Saturday, December 5, 2015

Ethics and Behaviors

"Every choice has a consequence" ~ Chuck Gallagher
Ethics sometimes can seem like a very big word. Google ethics and you will find over 151 million pages of content on ethical decision-making, ethical theories, business ethics, ethics vs. morals, etc. The truth is, ethics are found in just about every decision we make. We are presented with choices, the choices have different and varying results, and those results will have different consequences. One choice may be better than the other. The weight we place on good/bad, right/wrong, better/worse comprises our ethical barometer.

I once heard a sermon in church from a pastor talking about winning the lottery. That would be pretty nice, right? To go from just making it to a multimillionaire with one drawing would make all our problems go away, right? How many of us have prayed to win the lottery? Really, what would you do if your won 100 million overnight?

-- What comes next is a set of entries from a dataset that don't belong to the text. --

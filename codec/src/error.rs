//! Error types for codec operations

use thiserror::Error;

/// Error type for codec operations
#[derive(Error, Debug, Clone, PartialEq)]
pub enum Error {
    #[error("unexpected end of buffer")]
    EndOfBuffer,
    #[error("extra data found: {0} bytes")]
    ExtraData(usize),
    #[error("invalid data in {0}: {1}")]
    InvalidData(String, String), // context, message
    #[error("const mismatch: expected {expected}, found {found}")]
    ConstMismatch { expected: String, found: String },
    #[error("missing value for `{0}`")]
    MissingValue(String),
    #[error("value {0} out of range for {1}")]
    ValueOutOfRange(i128, &'static str),
    #[error("length mismatch: found {0}, expected {1}")]
    LengthMismatch(usize, usize), // found, expected
    #[error("invalid bool")]
    InvalidBool,
    #[error("invalid bit value: {0}")]
    InvalidBits(u8),
    #[error("unknown path `{0}`")]
    UnknownPath(String),
    #[error("unknown enumeration label `{0}`")]
    UnknownLabel(String),
    #[error("none of the union alternatives were found in the value")]
    NoUnionAlternative,
    #[error("invalid value: expected {expected}, found {found}")]
    InvalidValue {
        expected: &'static str,
        found: &'static str,
    },
}
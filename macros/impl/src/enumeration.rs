use proc_macro2::TokenStream;
use quote::quote;
use syn::{ext::IdentExt, Data, DeriveInput, Fields, LitStr, Result};

pub(crate) fn expand(input: DeriveInput) -> Result<TokenStream> {
    if !input.generics.params.is_empty() {
        return Err(syn::Error::new_spanned(
            &input.generics,
            "enumerations cannot be generic",
        ));
    }
    let Data::Enum(data) = &input.data else {
        return Err(syn::Error::new_spanned(
            &input.ident,
            "`Enumeration` can only be derived for enums",
        ));
    };
    if data.variants.is_empty() {
        return Err(syn::Error::new_spanned(
            &input.ident,
            "enumerations need at least one variant",
        ));
    }
    for variant in &data.variants {
        if !matches!(variant.fields, Fields::Unit) {
            return Err(syn::Error::new_spanned(
                variant,
                "enumeration variants cannot carry fields",
            ));
        }
    }

    let ident = &input.ident;
    let name = LitStr::new(&ident.unraw().to_string(), ident.span());
    let variants: Vec<_> = data.variants.iter().map(|v| &v.ident).collect();
    let labels: Vec<_> = variants
        .iter()
        .map(|v| LitStr::new(&v.unraw().to_string(), v.span()))
        .collect();

    Ok(quote! {
        impl ::structbind::Enumeration for #ident {
            const NAME: &'static str = #name;
            const MEMBERS: &'static [(&'static str, i128)] = &[
                #((#labels, Self::#variants as i128),)*
            ];

            fn from_value(value: i128) -> ::core::option::Option<Self> {
                #(
                    if value == Self::#variants as i128 {
                        return ::core::option::Option::Some(Self::#variants);
                    }
                )*
                ::core::option::Option::None
            }

            fn value(self) -> i128 {
                self as i128
            }

            fn name(self) -> &'static str {
                match self {
                    #(Self::#variants => #labels,)*
                }
            }
        }

        impl ::structbind::Declared for #ident {
            fn declared_type() -> ::structbind::DeclaredType {
                ::structbind::DeclaredType::Enumeration(::structbind::EnumType::of::<Self>())
            }
        }

        impl ::structbind::FromMaterialized for #ident {
            fn from_materialized(
                value: ::structbind::Materialized,
            ) -> ::core::result::Result<Self, ::structbind::Error> {
                ::structbind::enum_from_materialized::<Self>(value)
            }
        }

        impl ::structbind::Flatten for #ident {
            fn flatten(&self) -> ::structbind::Value {
                ::structbind::enum_to_value(*self)
            }
        }
    })
}
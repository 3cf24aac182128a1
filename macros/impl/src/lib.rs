//! Procedural macros for [`structbind`](https://docs.rs/structbind).

use proc_macro::TokenStream;
use syn::{parse_macro_input, DeriveInput, ItemFn};

mod enumeration;
mod record;
mod traced;

/// Derive `Record` (and the conversions a record field needs) for a struct with named fields.
///
/// # Attributes
///
/// ```ignore
/// #[derive(Record)]
/// #[record(bitwise, depth = 2, reverse, aligned = 4, union, union = "field", container)]
/// struct Name {
///     #[field(codec = EXPR)]
///     plain: T,
///     #[field(record)]                  // or `record = Type`
///     header: Header,
///     #[field(nested = Type, codec = EXPR)]
///     items: Vec<Type>,
///     #[field(enumeration = Type, codec = EXPR)]
///     mode: EnumValue<Type>,
///     #[field(typed = Type, codec = EXPR, doc = "...", parsed = EXPR, meta(key = 1))]
///     other: U,
/// }
/// ```
///
/// Every field needs a `#[field(...)]` attribute. `#[record(...)]` is optional; its keys map
/// one-to-one onto `RecordOptions`, and `container` additionally derives `Lookup`.
#[proc_macro_derive(Record, attributes(record, field))]
pub fn derive_record(input: TokenStream) -> TokenStream {
    let input = parse_macro_input!(input as DeriveInput);
    record::expand(input)
        .unwrap_or_else(syn::Error::into_compile_error)
        .into()
}

/// Derive `Enumeration` for a fieldless enum.
///
/// Member values are the variant discriminants (explicit or implicit).
#[proc_macro_derive(Enumeration)]
pub fn derive_enumeration(input: TokenStream) -> TokenStream {
    let input = parse_macro_input!(input as DeriveInput);
    enumeration::expand(input)
        .unwrap_or_else(syn::Error::into_compile_error)
        .into()
}

/// Run a test with a `tracing` subscriber that writes to the test output.
///
/// The level defaults to `DEBUG` and can be set with `#[test_traced("INFO")]` or
/// `#[test_traced(level = "INFO")]`.
#[proc_macro_attribute]
pub fn test_traced(attr: TokenStream, item: TokenStream) -> TokenStream {
    let input = parse_macro_input!(item as ItemFn);
    traced::expand(attr.into(), input)
        .unwrap_or_else(syn::Error::into_compile_error)
        .into()
}
//! Context expressions for lengths, counts and conditions.
//!
//! ```
//! use structbind_codec::{this, Context, Value};
//!
//! let mut ctx = Context::new();
//! ctx.insert("width", Value::Int(3));
//! ctx.insert("height", Value::Int(2));
//! let pixels = this("width") * this("height");
//! assert_eq!(pixels.eval(&ctx).unwrap(), 6);
//! ```

use crate::{Context, Error};
use std::{
    fmt,
    ops::{Add, Div, Mul, Sub},
    sync::Arc,
};

type ExprFn = Arc<dyn Fn(&Context<'_>) -> Result<i128, Error> + Send + Sync>;

/// An integer expression evaluated against a [Context].
#[derive(Clone)]
pub enum Expr {
    Const(i128),
    This(String),
    Add(Box<Expr>, Box<Expr>),
    Sub(Box<Expr>, Box<Expr>),
    Mul(Box<Expr>, Box<Expr>),
    Div(Box<Expr>, Box<Expr>),
    Func(ExprFn),
}

/// References an already processed field (see [Context::resolve] for path syntax).
pub fn this(path: &str) -> Expr {
    Expr::This(path.to_string())
}

impl Expr {
    pub fn func<F>(f: F) -> Self
    where
        F: Fn(&Context<'_>) -> Result<i128, Error> + Send + Sync + 'static,
    {
        Expr::Func(Arc::new(f))
    }

    pub fn eval(&self, ctx: &Context<'_>) -> Result<i128, Error> {
        let overflow = |v: i128| Error::ValueOutOfRange(v, "expression");
        match self {
            Expr::Const(v) => Ok(*v),
            Expr::This(path) => ctx.resolve(path)?.to_int(),
            Expr::Add(a, b) => {
                let a = a.eval(ctx)?;
                a.checked_add(b.eval(ctx)?).ok_or_else(|| overflow(a))
            }
            Expr::Sub(a, b) => {
                let a = a.eval(ctx)?;
                a.checked_sub(b.eval(ctx)?).ok_or_else(|| overflow(a))
            }
            Expr::Mul(a, b) => {
                let a = a.eval(ctx)?;
                a.checked_mul(b.eval(ctx)?).ok_or_else(|| overflow(a))
            }
            Expr::Div(a, b) => {
                let a = a.eval(ctx)?;
                let b = b.eval(ctx)?;
                if b == 0 {
                    return Err(Error::InvalidData(
                        "expression".to_string(),
                        "division by zero".to_string(),
                    ));
                }
                a.checked_div(b).ok_or_else(|| overflow(a))
            }
            Expr::Func(f) => f(ctx),
        }
    }

    /// Evaluates to a length or count, which must not be negative.
    pub fn eval_len(&self, ctx: &Context<'_>) -> Result<usize, Error> {
        let v = self.eval(ctx)?;
        usize::try_from(v).map_err(|_| Error::ValueOutOfRange(v, "length"))
    }
}

impl fmt::Debug for Expr {
    fn fmt(&self, f: &mut fmt::Formatter<'_>) -> fmt::Result {
        match self {
            Expr::Const(v) => write!(f, "{v}"),
            Expr::This(path) => write!(f, "this.{path}"),
            Expr::Add(a, b) => write!(f, "({a:?} + {b:?})"),
            Expr::Sub(a, b) => write!(f, "({a:?} - {b:?})"),
            Expr::Mul(a, b) => write!(f, "({a:?} * {b:?})"),
            Expr::Div(a, b) => write!(f, "({a:?} / {b:?})"),
            Expr::Func(_) => write!(f, "<fn>"),
        }
    }
}

macro_rules! impl_from_int {
    ($($type:ty),*) => {
        $(
            impl From<$type> for Expr {
                fn from(v: $type) -> Self {
                    Expr::Const(v as i128)
                }
            }
        )*
    };
}

impl_from_int!(u8, u16, u32, u64, usize, i8, i16, i32, i64, i128);

macro_rules! impl_op {
    ($trait:ident, $method:ident, $variant:ident) => {
        impl<R: Into<Expr>> $trait<R> for Expr {
            type Output = Expr;

            fn $method(self, rhs: R) -> Expr {
                Expr::$variant(Box::new(self), Box::new(rhs.into()))
            }
        }
    };
}

impl_op!(Add, add, Add);
impl_op!(Sub, sub, Sub);
impl_op!(Mul, mul, Mul);
impl_op!(Div, div, Div);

USA Today suggests almost 70% of lottery winners go broke in a matter of years after winning large amounts (Ogg, 2013). Most people who fully understand the values of investing, saving, and working a plan to become independently wealthy (or rich, there is a difference) do not play the lottery. Those of us living paycheck to paycheck comprise the bulk of $1 investors. The pastor's point was that God will not reward those who can't manage small amounts of income with millions because we have proven to be less than adequate stewards of our money. If we don't make good decisions with our 50K a year, would it stand to reason we probably wouldn't make good decisions with 500K a year?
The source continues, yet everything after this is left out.